Segundo Iglesias, a Europa enfrenta um processo contínuo de encolhimento do rebanho bovino ao longo desta década, além dos impactos recorrentes da influenza aviária de alta patogenicidade, especialmente no setor de carne de frango. Esse cenário reduz a capacidade produtiva interna e obriga o bloco a buscar fornecedores mais competitivos no mercado internacional, com destaque para o Brasil.

“Hoje, o europeu precisa do produto brasileiro para se abastecer. Existe uma necessidade real de compra de carne do Brasil muito em função desse descompasso de produção que a Europa enfrenta”, avalia o analista.

Em Portugal, a escassez de animais para abate e o redirecionamento de parte da produção para o mercado externo já refletem diretamente nos preços ao consumidor. O movimento acompanha uma tendência mais ampla no continente, onde a produção local não tem conseguido acompanhar o crescimento do consumo.

Na França, a situação é agravada por novos focos de doenças no campo. A dermatose nodular contagiosa (DNC), enfermidade viral que afeta bovinos, sem risco para humanos, foi detectada pela primeira vez em uma fazenda na região de Savoie. O surto levou ao abate de mais de 70 animais em uma propriedade. Até o momento, cerca de 3 mil cabeças de gado já foram abatidas no país.

De acordo com o Ministério da Agricultura francês, até o momento foram identificados 110 surtos da doença, atingindo 75 fazendas em diferentes regiões. A dermatose nodular se soma a outros desafios sanitários enfrentados pela agropecuária francesa.

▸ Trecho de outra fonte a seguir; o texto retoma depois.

//! Parser for the filter expression language.
//!
//! Grammar (in rough EBNF), lowest precedence first:
//!
//! expr       = or_expr ("?" expr ":" expr)?
//! or_expr    = and_expr (("or" | "||") and_expr)*
//! and_expr   = compare (("and" | "&&") compare)*
//! compare    = range (compare_op range)*
//! compare_op = "==" | "!=" | "<" | "<=" | ">" | ">=" | "in" | "not" "in"
//!            | "matches" | "contains" | "startsWith" | "endsWith"
//! range      = additive (".." additive)?
//! additive   = term (("+" | "-") term)*
//! term       = unary (("*" | "/" | "%") unary)*
//! unary      = ("not" | "!" | "-") unary | primary
//! primary    = INT | FLOAT | STRING | "true" | "false" | "nil"
//!            | IDENT ("(" args? ")")? | "[" args? "]" | "(" expr ")"

use super::ast::{BinaryOp, Expr, UnaryOp};
use super::lexer::{Token, tokenize};

/// Parser state.
struct Parser {
    tokens: Vec<Token>,
    pos: usize,
}

impl Parser {
    fn new(tokens: Vec<Token>) -> Self {
        Parser { tokens, pos: 0 }
    }

    fn peek(&self) -> &Token {
        self.tokens.get(self.pos).unwrap_or(&Token::Eof)
    }

    fn peek_at(&self, offset: usize) -> &Token {
        self.tokens.get(self.pos + offset).unwrap_or(&Token::Eof)
    }

    fn advance(&mut self) -> Token {
        let tok = self.tokens.get(self.pos).cloned().unwrap_or(Token::Eof);
        self.pos += 1;
        tok
    }

    fn expect(&mut self, expected: Token) -> Result<(), String> {
        let tok = self.advance();
        if tok == expected {
            Ok(())
        } else {
            Err(format!("Expected {:?}, got {:?}", expected, tok))
        }
    }

    /// Consume the operator if it is one of `ops`.
    fn eat_op(&mut self, ops: &[&str]) -> Option<&'static str> {
        match self.peek() {
            Token::Op(op) if ops.contains(op) => {
                let op = *op;
                self.advance();
                Some(op)
            }
            _ => None,
        }
    }

    /// Parse a full expression, including the ternary conditional.
    fn parse_expr(&mut self) -> Result<Expr, String> {
        let cond = self.parse_or_expr()?;

        if !matches!(self.peek(), Token::Question) {
            return Ok(cond);
        }
        self.advance(); // consume ?
        let then = self.parse_expr()?;
        self.expect(Token::Colon)?;
        let otherwise = self.parse_expr()?;

        Ok(Expr::Conditional {
            cond: Box::new(cond),
            then: Box::new(then),
            otherwise: Box::new(otherwise),
        })
    }

    /// Parse OR expression: and_expr (("or" | "||") and_expr)*
    fn parse_or_expr(&mut self) -> Result<Expr, String> {
        let mut left = self.parse_and_expr()?;

        while let Some(op) = self.eat_op(&["or", "||"]) {
            let op = if op == "or" { BinaryOp::Or } else { BinaryOp::OrOr };
            let right = self.parse_and_expr()?;
            left = Expr::binary(op, left, right);
        }

        Ok(left)
    }

    /// Parse AND expression: compare (("and" | "&&") compare)*
    fn parse_and_expr(&mut self) -> Result<Expr, String> {
        let mut left = self.parse_compare()?;

        while let Some(op) = self.eat_op(&["and", "&&"]) {
            let op = if op == "and" {
                BinaryOp::And
            } else {
                BinaryOp::AndAnd
            };
            let right = self.parse_compare()?;
            left = Expr::binary(op, left, right);
        }

        Ok(left)
    }

    /// Parse the comparison level, where `not in` is a two-token operator.
    fn parse_compare(&mut self) -> Result<Expr, String> {
        let mut left = self.parse_range()?;

        loop {
            let op = match self.peek() {
                Token::Op("not") if self.peek_at(1) == &Token::Op("in") => {
                    self.advance(); // consume not
                    Some(BinaryOp::NotIn)
                }
                Token::Op("==") => Some(BinaryOp::Eq),
                Token::Op("!=") => Some(BinaryOp::Ne),
                Token::Op("<") => Some(BinaryOp::Lt),
                Token::Op("<=") => Some(BinaryOp::Le),
                Token::Op(">") => Some(BinaryOp::Gt),
                Token::Op(">=") => Some(BinaryOp::Ge),
                Token::Op("in") => Some(BinaryOp::In),
                Token::Op("contains") => Some(BinaryOp::Contains),
                Token::Op("startsWith") => Some(BinaryOp::StartsWith),
                Token::Op("endsWith") => Some(BinaryOp::EndsWith),
                Token::Op("matches") => None,
                _ => break,
            };
            self.advance(); // consume operator

            let right = self.parse_range()?;
            left = match op {
                Some(op) => Expr::binary(op, left, right),
                None => Expr::Matches {
                    left: Box::new(left),
                    right: Box::new(right),
                },
            };
        }

        Ok(left)
    }

    /// Parse range: additive (".." additive)?
    fn parse_range(&mut self) -> Result<Expr, String> {
        let lo = self.parse_additive()?;

        if self.eat_op(&[".."]).is_none() {
            return Ok(lo);
        }
        let hi = self.parse_additive()?;
        Ok(Expr::Range(Box::new(lo), Box::new(hi)))
    }

    fn parse_additive(&mut self) -> Result<Expr, String> {
        let mut left = self.parse_term()?;

        while let Some(op) = self.eat_op(&["+", "-"]) {
            let op = if op == "+" { BinaryOp::Add } else { BinaryOp::Sub };
            let right = self.parse_term()?;
            left = Expr::binary(op, left, right);
        }

        Ok(left)
    }

    fn parse_term(&mut self) -> Result<Expr, String> {
        let mut left = self.parse_unary()?;

        while let Some(op) = self.eat_op(&["*", "/", "%"]) {
            let op = match op {
                "*" => BinaryOp::Mul,
                "/" => BinaryOp::Div,
                _ => BinaryOp::Mod,
            };
            let right = self.parse_unary()?;
            left = Expr::binary(op, left, right);
        }

        Ok(left)
    }

    /// Parse unary expression: ("not" | "!" | "-") unary | primary
    fn parse_unary(&mut self) -> Result<Expr, String> {
        let op = match self.eat_op(&["not", "!", "-"]) {
            None => return self.parse_primary(),
            Some("not") => UnaryOp::Not,
            Some("!") => UnaryOp::Bang,
            Some(_) => UnaryOp::Neg,
        };

        let operand = self.parse_unary()?;
        Ok(match (op, operand) {
            // Negative numeric literals are literals
            (UnaryOp::Neg, Expr::Integer(n)) => Expr::Integer(-n),
            (UnaryOp::Neg, Expr::Float(n)) => Expr::Float(-n),
            (op, operand) => Expr::unary(op, operand),
        })
    }

    /// Parse primary expression.
    fn parse_primary(&mut self) -> Result<Expr, String> {
        match self.advance() {
            Token::Int(n) => Ok(Expr::Integer(n)),
            Token::Float(n) => Ok(Expr::Float(n)),
            Token::Str(s) => Ok(Expr::Str(s)),
            Token::Bool(b) => Ok(Expr::Bool(b)),
            Token::Nil => Ok(Expr::Nil),
            Token::Ident(name) => {
                if !matches!(self.peek(), Token::LParen) {
                    return Ok(Expr::Identifier(name));
                }
                self.advance(); // consume (
                let args = self.parse_list(Token::RParen)?;
                Ok(Expr::Call { name, args })
            }
            Token::LBracket => Ok(Expr::Array(self.parse_list(Token::RBracket)?)),
            Token::LParen => {
                let inner = self.parse_expr()?;
                self.expect(Token::RParen)?;
                Ok(inner)
            }
            Token::Eof => Err("Unexpected end of expression".to_string()),
            other => Err(format!("Unexpected token: {:?}", other)),
        }
    }

    /// Parse a comma separated list up to and including `close`.
    fn parse_list(&mut self, close: Token) -> Result<Vec<Expr>, String> {
        let mut items = Vec::new();

        if *self.peek() == close {
            self.advance();
            return Ok(items);
        }

        loop {
            items.push(self.parse_expr()?);
            match self.advance() {
                Token::Comma => continue,
                tok if tok == close => return Ok(items),
                other => return Err(format!("Expected ',' or {:?}, got {:?}", close, other)),
            }
        }
    }
}

/// Parse a filter expression string into an AST.
pub fn parse_expr(input: &str) -> Result<Expr, String> {
    let input = input.trim();
    if input.is_empty() {
        return Err("Empty expression".to_string());
    }

    let tokens = tokenize(input)?;
    let mut parser = Parser::new(tokens);
    let ast = parser.parse_expr()?;

    // Ensure we consumed all tokens
    if !matches!(parser.peek(), Token::Eof) {
        return Err(format!(
            "Unexpected token after expression: {:?}",
            parser.peek()
        ));
    }

    Ok(ast)
}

Na avicultura, a gripe aviária continua sendo uma ameaça relevante. As autoridades confirmaram um novo foco da doença na última sexta-feira (12) na região de Landes, no sudoeste do país, principal polo produtor de patos para foie gras e referência na produção avícola francesa. O avanço da doença reforça as dificuldades de abastecimento de carne de aves no mercado europeu.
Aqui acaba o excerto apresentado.